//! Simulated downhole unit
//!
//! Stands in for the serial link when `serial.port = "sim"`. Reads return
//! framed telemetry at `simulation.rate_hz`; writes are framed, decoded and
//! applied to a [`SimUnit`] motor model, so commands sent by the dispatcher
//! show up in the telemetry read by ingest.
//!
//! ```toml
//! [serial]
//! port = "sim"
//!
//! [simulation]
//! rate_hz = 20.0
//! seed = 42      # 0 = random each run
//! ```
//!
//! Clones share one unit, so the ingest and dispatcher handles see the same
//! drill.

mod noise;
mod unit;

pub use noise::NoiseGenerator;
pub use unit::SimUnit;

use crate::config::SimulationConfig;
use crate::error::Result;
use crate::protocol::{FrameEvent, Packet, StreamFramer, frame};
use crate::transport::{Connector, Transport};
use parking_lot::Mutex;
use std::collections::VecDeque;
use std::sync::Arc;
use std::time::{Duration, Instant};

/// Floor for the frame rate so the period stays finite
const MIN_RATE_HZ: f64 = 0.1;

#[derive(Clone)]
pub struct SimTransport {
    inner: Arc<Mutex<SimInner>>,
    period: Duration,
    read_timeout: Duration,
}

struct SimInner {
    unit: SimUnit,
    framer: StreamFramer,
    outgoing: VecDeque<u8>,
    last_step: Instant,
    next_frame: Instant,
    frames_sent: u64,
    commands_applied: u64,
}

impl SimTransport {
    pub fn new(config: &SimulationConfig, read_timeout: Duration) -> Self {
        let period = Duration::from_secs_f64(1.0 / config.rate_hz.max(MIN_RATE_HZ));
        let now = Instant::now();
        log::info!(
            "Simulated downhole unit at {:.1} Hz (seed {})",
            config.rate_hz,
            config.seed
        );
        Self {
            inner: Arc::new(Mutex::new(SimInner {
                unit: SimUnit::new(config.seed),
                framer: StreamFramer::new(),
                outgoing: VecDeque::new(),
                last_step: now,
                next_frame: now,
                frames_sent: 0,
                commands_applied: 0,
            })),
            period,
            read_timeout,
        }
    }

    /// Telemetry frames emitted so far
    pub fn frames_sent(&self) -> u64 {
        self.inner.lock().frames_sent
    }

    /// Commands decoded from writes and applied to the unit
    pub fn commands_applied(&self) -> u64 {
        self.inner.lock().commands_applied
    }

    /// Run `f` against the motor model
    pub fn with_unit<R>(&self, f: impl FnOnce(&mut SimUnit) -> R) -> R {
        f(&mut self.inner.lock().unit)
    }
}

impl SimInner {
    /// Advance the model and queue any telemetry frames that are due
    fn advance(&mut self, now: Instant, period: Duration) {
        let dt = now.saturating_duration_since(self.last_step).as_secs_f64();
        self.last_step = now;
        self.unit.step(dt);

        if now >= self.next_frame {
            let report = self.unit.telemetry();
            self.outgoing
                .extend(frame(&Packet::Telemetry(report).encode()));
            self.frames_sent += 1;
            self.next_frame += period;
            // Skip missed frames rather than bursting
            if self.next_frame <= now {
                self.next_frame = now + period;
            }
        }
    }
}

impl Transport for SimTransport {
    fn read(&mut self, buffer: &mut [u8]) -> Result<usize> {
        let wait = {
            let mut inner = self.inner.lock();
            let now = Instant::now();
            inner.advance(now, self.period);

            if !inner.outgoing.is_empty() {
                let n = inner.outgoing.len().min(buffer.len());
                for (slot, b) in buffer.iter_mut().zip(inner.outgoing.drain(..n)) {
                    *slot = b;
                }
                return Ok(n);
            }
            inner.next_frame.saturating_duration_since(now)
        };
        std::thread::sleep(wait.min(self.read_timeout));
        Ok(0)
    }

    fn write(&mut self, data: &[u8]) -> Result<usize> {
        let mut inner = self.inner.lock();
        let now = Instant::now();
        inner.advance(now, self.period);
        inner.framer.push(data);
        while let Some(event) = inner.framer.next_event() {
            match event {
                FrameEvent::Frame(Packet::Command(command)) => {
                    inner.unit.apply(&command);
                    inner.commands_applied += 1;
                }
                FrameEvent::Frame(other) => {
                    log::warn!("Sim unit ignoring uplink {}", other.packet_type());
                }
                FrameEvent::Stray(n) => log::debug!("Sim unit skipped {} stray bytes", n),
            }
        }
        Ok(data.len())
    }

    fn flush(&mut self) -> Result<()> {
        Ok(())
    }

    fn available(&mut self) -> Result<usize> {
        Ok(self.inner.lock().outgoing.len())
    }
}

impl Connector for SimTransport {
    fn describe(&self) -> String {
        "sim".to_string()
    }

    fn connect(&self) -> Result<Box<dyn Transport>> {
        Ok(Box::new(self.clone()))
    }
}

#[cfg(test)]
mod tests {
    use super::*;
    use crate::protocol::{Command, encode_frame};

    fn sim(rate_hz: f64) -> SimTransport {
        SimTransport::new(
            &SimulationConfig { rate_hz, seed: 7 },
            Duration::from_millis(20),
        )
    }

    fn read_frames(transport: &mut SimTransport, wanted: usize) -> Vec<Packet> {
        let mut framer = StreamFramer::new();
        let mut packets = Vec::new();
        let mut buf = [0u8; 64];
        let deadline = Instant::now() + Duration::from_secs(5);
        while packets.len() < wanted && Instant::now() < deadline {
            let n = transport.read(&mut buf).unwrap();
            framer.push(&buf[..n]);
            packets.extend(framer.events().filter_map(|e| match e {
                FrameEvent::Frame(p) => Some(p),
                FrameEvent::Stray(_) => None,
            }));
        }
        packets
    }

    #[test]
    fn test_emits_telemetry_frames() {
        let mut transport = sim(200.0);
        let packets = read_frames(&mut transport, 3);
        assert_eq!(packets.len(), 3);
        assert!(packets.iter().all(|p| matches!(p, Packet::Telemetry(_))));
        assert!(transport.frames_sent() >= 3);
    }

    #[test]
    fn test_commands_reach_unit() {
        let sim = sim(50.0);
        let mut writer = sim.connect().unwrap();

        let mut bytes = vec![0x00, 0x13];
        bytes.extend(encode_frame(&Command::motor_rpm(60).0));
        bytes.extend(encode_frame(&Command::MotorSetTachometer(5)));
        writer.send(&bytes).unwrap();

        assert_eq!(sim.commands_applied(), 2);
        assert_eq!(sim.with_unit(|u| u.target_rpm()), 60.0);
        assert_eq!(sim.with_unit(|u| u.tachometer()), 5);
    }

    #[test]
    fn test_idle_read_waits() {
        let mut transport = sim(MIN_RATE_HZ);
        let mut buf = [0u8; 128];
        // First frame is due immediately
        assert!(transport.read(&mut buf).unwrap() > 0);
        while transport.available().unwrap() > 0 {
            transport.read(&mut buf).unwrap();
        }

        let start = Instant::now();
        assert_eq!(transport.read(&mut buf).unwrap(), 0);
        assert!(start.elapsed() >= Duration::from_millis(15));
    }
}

┄┄┄┄┄┄┄┄┄┄

*Goal of the exercise:*
Copy the material above so that it matches line for line.

*Solution below:*
//! Simulated downhole unit
//!
//! Stands in for the serial link when `serial.port = "sim"`. Reads return
//! framed telemetry at `simulation.rate_hz`; writes are framed, decoded and
//! applied to a [`SimUnit`] motor model, so commands sent by the dispatcher
//! show up in the telemetry read by ingest.
//!
//! ```toml
//! [serial]
//! port = "sim"
//!
//! [simulation]
//! rate_hz = 20.0
//! seed = 42      # 0 = random each run
//! ```
//!
//! Clones share one unit, so the ingest and dispatcher handles see the same
//! drill.

mod noise;
mod unit;

pub use noise::NoiseGenerator;
pub use unit::SimUnit;

use crate::config::SimulationConfig;
use crate::error::Result;
use crate::protocol::{FrameEvent, Packet, StreamFramer, frame};
use crate::transport::{Connector, Transport};
use parking_lot::Mutex;
use std::collections::VecDeque;
use std::sync::Arc;
use std::time::{Duration, Instant};

/// Floor for the frame rate so the period stays finite
const MIN_RATE_HZ: f64 = 0.1;

#[derive(Clone)]
pub struct SimTransport {
    inner: Arc<Mutex<SimInner>>,
    period: Duration,
    read_timeout: Duration,
}

struct SimInner {
    unit: SimUnit,
    framer: StreamFramer,
    outgoing: VecDeque<u8>,
    last_step: Instant,
    next_frame: Instant,
    frames_sent: u64,
    commands_applied: u64,
}

impl SimTransport {
    pub fn new(config: &SimulationConfig, read_timeout: Duration) -> Self {
        let period = Duration::from_secs_f64(1.0 / config.rate_hz.max(MIN_RATE_HZ));
        let now = Instant::now();
        log::info!(
            "Simulated downhole unit at {:.1} Hz (seed {})",
            config.rate_hz,
            config.seed
        );
        Self {
            inner: Arc::new(Mutex::new(SimInner {
                unit: SimUnit::new(config.seed),
                framer: StreamFramer::new(),
                outgoing: VecDeque::new(),
                last_step: now,
                next_frame: now,
                frames_sent: 0,
                commands_applied: 0,
            })),
            period,
            read_timeout,
        }
    }

    /// Telemetry frames emitted so far
    pub fn frames_sent(&self) -> u64 {
        self.inner.lock().frames_sent
    }

    /// Commands decoded from writes and applied to the unit
    pub fn commands_applied(&self) -> u64 {
        self.inner.lock().commands_applied
    }

    /// Run `f` against the motor model
    pub fn with_unit<R>(&self, f: impl FnOnce(&mut SimUnit) -> R) -> R {
        f(&mut self.inner.lock().unit)
    }
}

impl SimInner {
    /// Advance the model and queue any telemetry frames that are due
    fn advance(&mut self, now: Instant, period: Duration) {
        let dt = now.saturating_duration_since(self.last_step).as_secs_f64();
        self.last_step = now;
        self.unit.step(dt);

        if now >= self.next_frame {
            let report = self.unit.telemetry();
            self.outgoing
                .extend(frame(&Packet::Telemetry(report).encode()));
            self.frames_sent += 1;
            self.next_frame += period;
            // Skip missed frames rather than bursting
            if self.next_frame <= now {
                self.next_frame = now + period;
            }
        }
    }
}

impl Transport for SimTransport {
    fn read(&mut self, buffer: &mut [u8]) -> Result<usize> {
        let wait = {
            let mut inner = self.inner.lock();
            let now = Instant::now();
            inner.advance(now, self.period);

            if !inner.outgoing.is_empty() {
                let n = inner.outgoing.len().min(buffer.len());
                for (slot, b) in buffer.iter_mut().zip(inner.outgoing.drain(..n)) {
                    *slot = b;
                }
                return Ok(n);
            }
            inner.next_frame.saturating_duration_since(now)
        };
        std::thread::sleep(wait.min(self.read_timeout));
        Ok(0)
    }

    fn write(&mut self, data: &[u8]) -> Result<usize> {
        let mut inner = self.inner.lock();
        let now = Instant::now();
        inner.advance(now, self.period);
        inner.framer.push(data);
        while let Some(event) = inner.framer.next_event() {
            match event {
                FrameEvent::Frame(Packet::Command(command)) => {
                    inner.unit.apply(&command);
                    inner.commands_applied += 1;
                }
                FrameEvent::Frame(other) => {
                    log::warn!("Sim unit ignoring uplink {}", other.packet_type());
                }
                FrameEvent::Stray(n) => log::debug!("Sim unit skipped {} stray bytes", n),
            }
        }
        Ok(data.len())
    }

    fn flush(&mut self) -> Result<()> {
        Ok(())
    }

    fn available(&mut self) -> Result<usize> {
        Ok(self.inner.lock().outgoing.len())
    }
}

impl Connector for SimTransport {
    fn describe(&self) -> String {
        "sim".to_string()
    }

    fn connect(&self) -> Result<Box<dyn Transport>> {
        Ok(Box::new(self.clone()))
    }
}

#[cfg(test)]
mod tests {
    use super::*;
    use crate::protocol::{Command, encode_frame};

    fn sim(rate_hz: f64) -> SimTransport {
        SimTransport::new(
            &SimulationConfig { rate_hz, seed: 7 },
            Duration::from_millis(20),
        )
    }

    fn read_frames(transport: &mut SimTransport, wanted: usize) -> Vec<Packet> {
        let mut framer = StreamFramer::new();
        let mut packets = Vec::new();
        let mut buf = [0u8; 64];
        let deadline = Instant::now() + Duration::from_secs(5);
        while packets.len() < wanted && Instant::now() < deadline {
            let n = transport.read(&mut buf).unwrap();
            framer.push(&buf[..n]);
            packets.extend(framer.events().filter_map(|e| match e {
                FrameEvent::Frame(p) => Some(p),
                FrameEvent::Stray(_) => None,
            }));
        }
        packets
    }

    #[test]
    fn test_emits_telemetry_frames() {
        let mut transport = sim(200.0);
        let packets = read_frames(&mut transport, 3);
        assert_eq!(packets.len(), 3);
        assert!(packets.iter().all(|p| matches!(p, Packet::Telemetry(_))));
        assert!(transport.frames_sent() >= 3);
    }

    #[test]
    fn test_commands_reach_unit() {
        let sim = sim(50.0);
        let mut writer = sim.connect().unwrap();

        let mut bytes = vec![0x00, 0x13];
        bytes.extend(encode_frame(&Command::motor_rpm(60).0));
        bytes.extend(encode_frame(&Command::MotorSetTachometer(5)));
        writer.send(&bytes).unwrap();

        assert_eq!(sim.commands_applied(), 2);
        assert_eq!(sim.with_unit(|u| u.target_rpm()), 60.0);
        assert_eq!(sim.with_unit(|u| u.tachometer()), 5);
    }

    #[test]
    fn test_idle_read_waits() {
        let mut transport = sim(MIN_RATE_HZ);
        let mut buf = [0u8; 128];
        // First frame is due immediately
        assert!(transport.read(&mut buf).unwrap() > 0);
        while transport.available().unwrap() > 0 {
            transport.read(&mut buf).unwrap();
        }

        let start = Instant::now();
        assert_eq!(transport.read(&mut buf).unwrap(), 0);
        assert!(start.elapsed() >= Duration::from_millis(15));
    }
}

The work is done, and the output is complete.